# EXERCISE
When the string "TransferStatus" occurs in a line of the records, show that line.

# SUPPLIED INFORMATION
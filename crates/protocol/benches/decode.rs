//! Benchmarks for report decoding
//!
//! Decoding runs once per transfer completion on the USB worker threads, so
//! it has to stay well below the device's round-trip time.

use criterion::{Criterion, black_box, criterion_group, criterion_main};
use protocol::{InterruptReport, PollAReport, PollBReport, TransferStatus, classify};

fn benchmark_reports(c: &mut Criterion) {
    let mut group = c.benchmark_group("reports");

    let interrupt = [10u8, 20, 30, 40, 50, 60, 0xFF, 0x00];
    group.bench_function("decode_interrupt", |b| {
        b.iter(|| InterruptReport::decode(black_box(&interrupt)))
    });

    let poll = [0b1010_0101u8, 0b0101_1010];
    group.bench_function("decode_poll_a", |b| {
        b.iter(|| PollAReport::decode(black_box(&poll)))
    });
    group.bench_function("decode_poll_b", |b| {
        b.iter(|| PollBReport::decode(black_box(&poll)))
    });

    group.bench_function("classify", |b| {
        b.iter(|| classify(black_box(TransferStatus::Stall)))
    });

    group.finish();
}

criterion_group!(benches, benchmark_reports);
criterion_main!(benches);
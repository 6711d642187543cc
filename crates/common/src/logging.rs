//! Logging setup and configuration

use serde::{Deserialize, Serialize};
use tracing_subscriber::{EnvFilter, fmt, prelude::*};

/// Output layout of log lines
#[derive(Debug, Clone, Copy, Default, PartialEq, Eq, Serialize, Deserialize)]
#[serde(rename_all = "lowercase")]
pub enum LogFormat {
    /// Timestamp, level, target and fields
    #[default]
    Full,
    /// Single short line per event
    Compact,
}

/// Setup tracing subscriber for the application
///
/// `RUST_LOG` takes precedence over `default_level`. Logs go to stderr so
/// stdout stays free for the event stream.
pub fn setup_logging(default_level: &str, format: LogFormat) -> crate::Result<()> {
    let filter = EnvFilter::try_from_default_env()
        .or_else(|_| EnvFilter::try_new(default_level))
        .map_err(|e| crate::Error::Config(format!("Invalid log filter: {}", e)))?;

    let registry = tracing_subscriber::registry().with(filter);
    let result = match format {
        LogFormat::Full => registry
            .with(fmt::layer().with_writer(std::io::stderr))
            .try_init(),
        LogFormat::Compact => registry
            .with(fmt::layer().compact().with_writer(std::io::stderr))
            .try_init(),
    };

    result.map_err(|e| crate::Error::Config(format!("Logging already initialized: {}", e)))
}
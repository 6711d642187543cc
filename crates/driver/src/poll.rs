//! Control poll chain
//!
//! The two vendor requests are issued back to back forever, A, B, A, B, each
//! one submitted from the completion of the previous one. There is no timer;
//! the rate is whatever the device round trip allows. A timeout or a
//! teardown status ends the chain until it is started again, always at A.

use common::{AllocMode, Completion, SubmitError, TransferRequest, TransferSlot, Transport};
use protocol::{Classification, PollAReport, PollBReport, PollPhase, classify};
use std::sync::{Arc, Mutex, MutexGuard};
use tracing::{debug, error, trace, warn};

use crate::log_submit_error;
use crate::publish::Publisher;
use crate::stats::{Counters, TransferStats};

struct ChainState {
    /// Phase of the outstanding (or last issued) request
    phase: PollPhase,
    /// A request is outstanding
    running: bool,
}

struct ChainShared {
    transport: Arc<dyn Transport>,
    publisher: Arc<Publisher>,
    state: Mutex<ChainState>,
    counters: Counters,
}

/// Ping-pong poller of the two vendor requests
pub struct ControlPollChain {
    shared: Arc<ChainShared>,
}

impl ControlPollChain {
    pub fn new(transport: Arc<dyn Transport>, publisher: Arc<Publisher>) -> Self {
        Self {
            shared: Arc::new(ChainShared {
                transport,
                publisher,
                state: Mutex::new(ChainState {
                    phase: PollPhase::A,
                    running: false,
                }),
                counters: Counters::default(),
            }),
        }
    }

    /// Issue the first request of a new chain, always phase A
    pub fn start(&self, alloc: AllocMode) -> Result<(), SubmitError> {
        self.shared.submit(PollPhase::A, alloc)
    }

    /// Cancel the outstanding request and wait until its callback has finished
    pub fn stop(&self) {
        self.shared.transport.cancel(TransferSlot::Control);
        self.shared.state().running = false;
    }

    pub fn phase(&self) -> PollPhase {
        self.shared.state().phase
    }

    pub fn is_running(&self) -> bool {
        self.shared.state().running
    }

    pub fn stats(&self) -> TransferStats {
        self.shared.counters.snapshot()
    }
}

impl ChainShared {
    fn state(&self) -> MutexGuard<'_, ChainState> {
        self.state.lock().unwrap_or_else(|e| e.into_inner())
    }

    fn submit(self: &Arc<Self>, phase: PollPhase, alloc: AllocMode) -> Result<(), SubmitError> {
        {
            let mut state = self.state();
            state.phase = phase;
            state.running = true;
        }

        let shared = Arc::clone(self);
        let result = self.transport.submit(
            TransferSlot::Control,
            TransferRequest::Control(phase.setup()),
            alloc,
            Box::new(move |completion| shared.on_complete(phase, completion)),
        );
        if result.is_err() {
            self.state().running = false;
        }
        result
    }

    fn on_complete(self: Arc<Self>, phase: PollPhase, completion: Completion) {
        let classification = classify(completion.status);
        self.counters.record_completion(classification);

        match classification {
            Classification::Success => self.publish(phase, &completion.data),
            Classification::ProtocolStall => {
                warn!("{} stalled, advancing to {}", phase, phase.next());
            }
            Classification::Unexpected => {
                error!("{} failed: {:?}", phase, completion.status);
            }
            Classification::TransientTimeout => {
                warn!("{} timed out, poll chain halted", phase);
                self.state().running = false;
                return;
            }
            Classification::Terminated => {
                debug!("Poll chain terminated at {}: {:?}", phase, completion.status);
                self.state().running = false;
                return;
            }
        }

        if let Err(e) = self.submit(phase.next(), AllocMode::NoWait) {
            self.counters.record_submit_failure();
            log_submit_error("poll resubmit", &e);
        }
    }

    fn publish(&self, phase: PollPhase, data: &[u8]) {
        let decoded = match phase {
            PollPhase::A => PollAReport::decode(data).map(|report| {
                trace!("Poll A report: {:?}", report);
                self.publisher.poll_a(&report);
            }),
            PollPhase::B => PollBReport::decode(data).map(|report| {
                trace!("Poll B report: {:?}", report);
                self.publisher.poll_b(&report);
            }),
        };

        match decoded {
            Ok(()) => self.counters.record_report(),
            Err(e) => {
                warn!("Dropping {} report: {}", phase, e);
                self.counters.record_length_mismatch();
            }
        }
    }
}
//! Fixed-layout report decoders
//!
//! The flightstick answers on three channels, each with a fixed layout:
//!
//! ```text
//! interrupt IN (8 bytes)
//!   [0] X  [1] Y  [2] rudder  [3] RX  [4] RY  [5] throttle  [6] A  [7] B
//!
//! vendor request 0x00 (2 bytes, LSB first, active-low)
//!   byte 0: fire-c  D  hat-press  ST  pad1-top  pad1-right  pad1-bottom  pad1-left
//!   byte 1: -  -  -  -  -  launch  trigger  -
//!
//! vendor request 0x01 (2 bytes, LSB first, active-low)
//!   byte 0: -  -  -  -  pad3-right  pad3-middle  pad3-left  -
//!   byte 1: mode(2 bits)  -  sw-1  pad2-top  pad2-right  pad2-bottom  pad2-left
//! ```
//!
//! Every decoded flag is the logical "pressed" state; the active-low inversion
//! happens here and nowhere else.

use crate::error::{ProtocolError, Result};
use serde::{Deserialize, Serialize};

/// Interrupt report length
pub const INTERRUPT_REPORT_LEN: usize = 8;

/// Poll A response length
pub const POLL_A_REPORT_LEN: usize = 2;

/// Poll B response length
pub const POLL_B_REPORT_LEN: usize = 2;

/// Raw buttons report "pressed" below this value
pub const BUTTON_THRESHOLD: u8 = 0xC0;

/// Test bit `bit` of `byte`, inverting the active-low wire level
#[inline]
fn active_low(byte: u8, bit: u8) -> bool {
    (byte >> bit) & 1 == 0
}

fn check_len<'a, const N: usize>(report: &'static str, data: &'a [u8]) -> Result<&'a [u8; N]> {
    data.try_into().map_err(|_| ProtocolError::LengthMismatch {
        report,
        expected: N,
        actual: data.len(),
    })
}

/// A four-way directional pad
#[derive(Debug, Clone, Copy, Default, PartialEq, Eq, Hash, Serialize, Deserialize)]
pub struct Pad {
    pub top: bool,
    pub right: bool,
    pub bottom: bool,
    pub left: bool,
}

/// Collapse two opposite pad edges into a ternary axis value
///
/// The low edge wins when both read active.
pub fn ternary(low: bool, high: bool) -> u8 {
    if low {
        0
    } else if high {
        2
    } else {
        1
    }
}

impl Pad {
    /// Horizontal position: left = 0, center = 1, right = 2
    pub fn horizontal(&self) -> u8 {
        ternary(self.left, self.right)
    }

    /// Vertical position: top = 0, center = 1, bottom = 2
    pub fn vertical(&self) -> u8 {
        ternary(self.top, self.bottom)
    }
}

/// Report delivered on the interrupt IN endpoint
#[derive(Debug, Clone, Copy, Default, PartialEq, Eq, Hash, Serialize, Deserialize)]
pub struct InterruptReport {
    pub x: u8,
    pub y: u8,
    pub rudder: u8,
    pub rx: u8,
    pub ry: u8,
    pub throttle: u8,
    pub button_a: bool,
    pub button_b: bool,
}

impl InterruptReport {
    pub fn from_bytes(raw: &[u8; INTERRUPT_REPORT_LEN]) -> Self {
        Self {
            x: raw[0],
            y: raw[1],
            rudder: raw[2],
            rx: raw[3],
            ry: raw[4],
            throttle: raw[5],
            button_a: raw[6] < BUTTON_THRESHOLD,
            button_b: raw[7] < BUTTON_THRESHOLD,
        }
    }

    pub fn decode(data: &[u8]) -> Result<Self> {
        check_len::<INTERRUPT_REPORT_LEN>("interrupt", data).map(Self::from_bytes)
    }

    /// Axis values in wire order
    pub fn axes(&self) -> [u8; 6] {
        [self.x, self.y, self.rudder, self.rx, self.ry, self.throttle]
    }
}

/// Response to vendor request 0x00
#[derive(Debug, Clone, Copy, Default, PartialEq, Eq, Hash, Serialize, Deserialize)]
pub struct PollAReport {
    pub fire_c: bool,
    pub button_d: bool,
    pub hat_press: bool,
    pub button_st: bool,
    pub pad1: Pad,
    pub launch: bool,
    pub trigger: bool,
}

impl PollAReport {
    pub fn from_bytes(raw: &[u8; POLL_A_REPORT_LEN]) -> Self {
        let [b0, b1] = *raw;
        Self {
            fire_c: active_low(b0, 0),
            button_d: active_low(b0, 1),
            hat_press: active_low(b0, 2),
            button_st: active_low(b0, 3),
            pad1: Pad {
                top: active_low(b0, 4),
                right: active_low(b0, 5),
                bottom: active_low(b0, 6),
                left: active_low(b0, 7),
            },
            launch: active_low(b1, 5),
            trigger: active_low(b1, 6),
        }
    }

    pub fn decode(data: &[u8]) -> Result<Self> {
        check_len::<POLL_A_REPORT_LEN>("poll-a", data).map(Self::from_bytes)
    }
}

/// Position of the three-way mode selector
#[derive(Debug, Clone, Copy, Default, PartialEq, Eq, Hash, Serialize, Deserialize)]
pub enum ModeSelect {
    /// Selector reads 0, between detents
    #[default]
    None,
    M1,
    M2,
    M3,
}

impl ModeSelect {
    /// Decode the 2-bit wire value (M1 - M2 - M3 read as 2 - 1 - 3)
    pub fn from_bits(bits: u8) -> Self {
        match bits & 0b11 {
            1 => ModeSelect::M2,
            2 => ModeSelect::M1,
            3 => ModeSelect::M3,
            _ => ModeSelect::None,
        }
    }
}

/// Response to vendor request 0x01
#[derive(Debug, Clone, Copy, Default, PartialEq, Eq, Hash, Serialize, Deserialize)]
pub struct PollBReport {
    pub pad3_right: bool,
    pub pad3_middle: bool,
    pub pad3_left: bool,
    pub button_sw1: bool,
    /// Not active-low, carried as-is
    pub mode: ModeSelect,
    pub pad2: Pad,
}

impl PollBReport {
    pub fn from_bytes(raw: &[u8; POLL_B_REPORT_LEN]) -> Self {
        let [b0, b1] = *raw;
        Self {
            pad3_right: active_low(b0, 4),
            pad3_middle: active_low(b0, 5),
            pad3_left: active_low(b0, 6),
            button_sw1: active_low(b1, 3),
            mode: ModeSelect::from_bits(b1),
            pad2: Pad {
                top: active_low(b1, 4),
                right: active_low(b1, 5),
                bottom: active_low(b1, 6),
                left: active_low(b1, 7),
            },
        }
    }

    pub fn decode(data: &[u8]) -> Result<Self> {
        check_len::<POLL_B_REPORT_LEN>("poll-b", data).map(Self::from_bytes)
    }
}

# EXPECTED ANSWER
use protocol::{InterruptReport, PollAReport, PollBReport, TransferStatus, classify};
        b.iter(|| classify(black_box(TransferStatus::Stall)))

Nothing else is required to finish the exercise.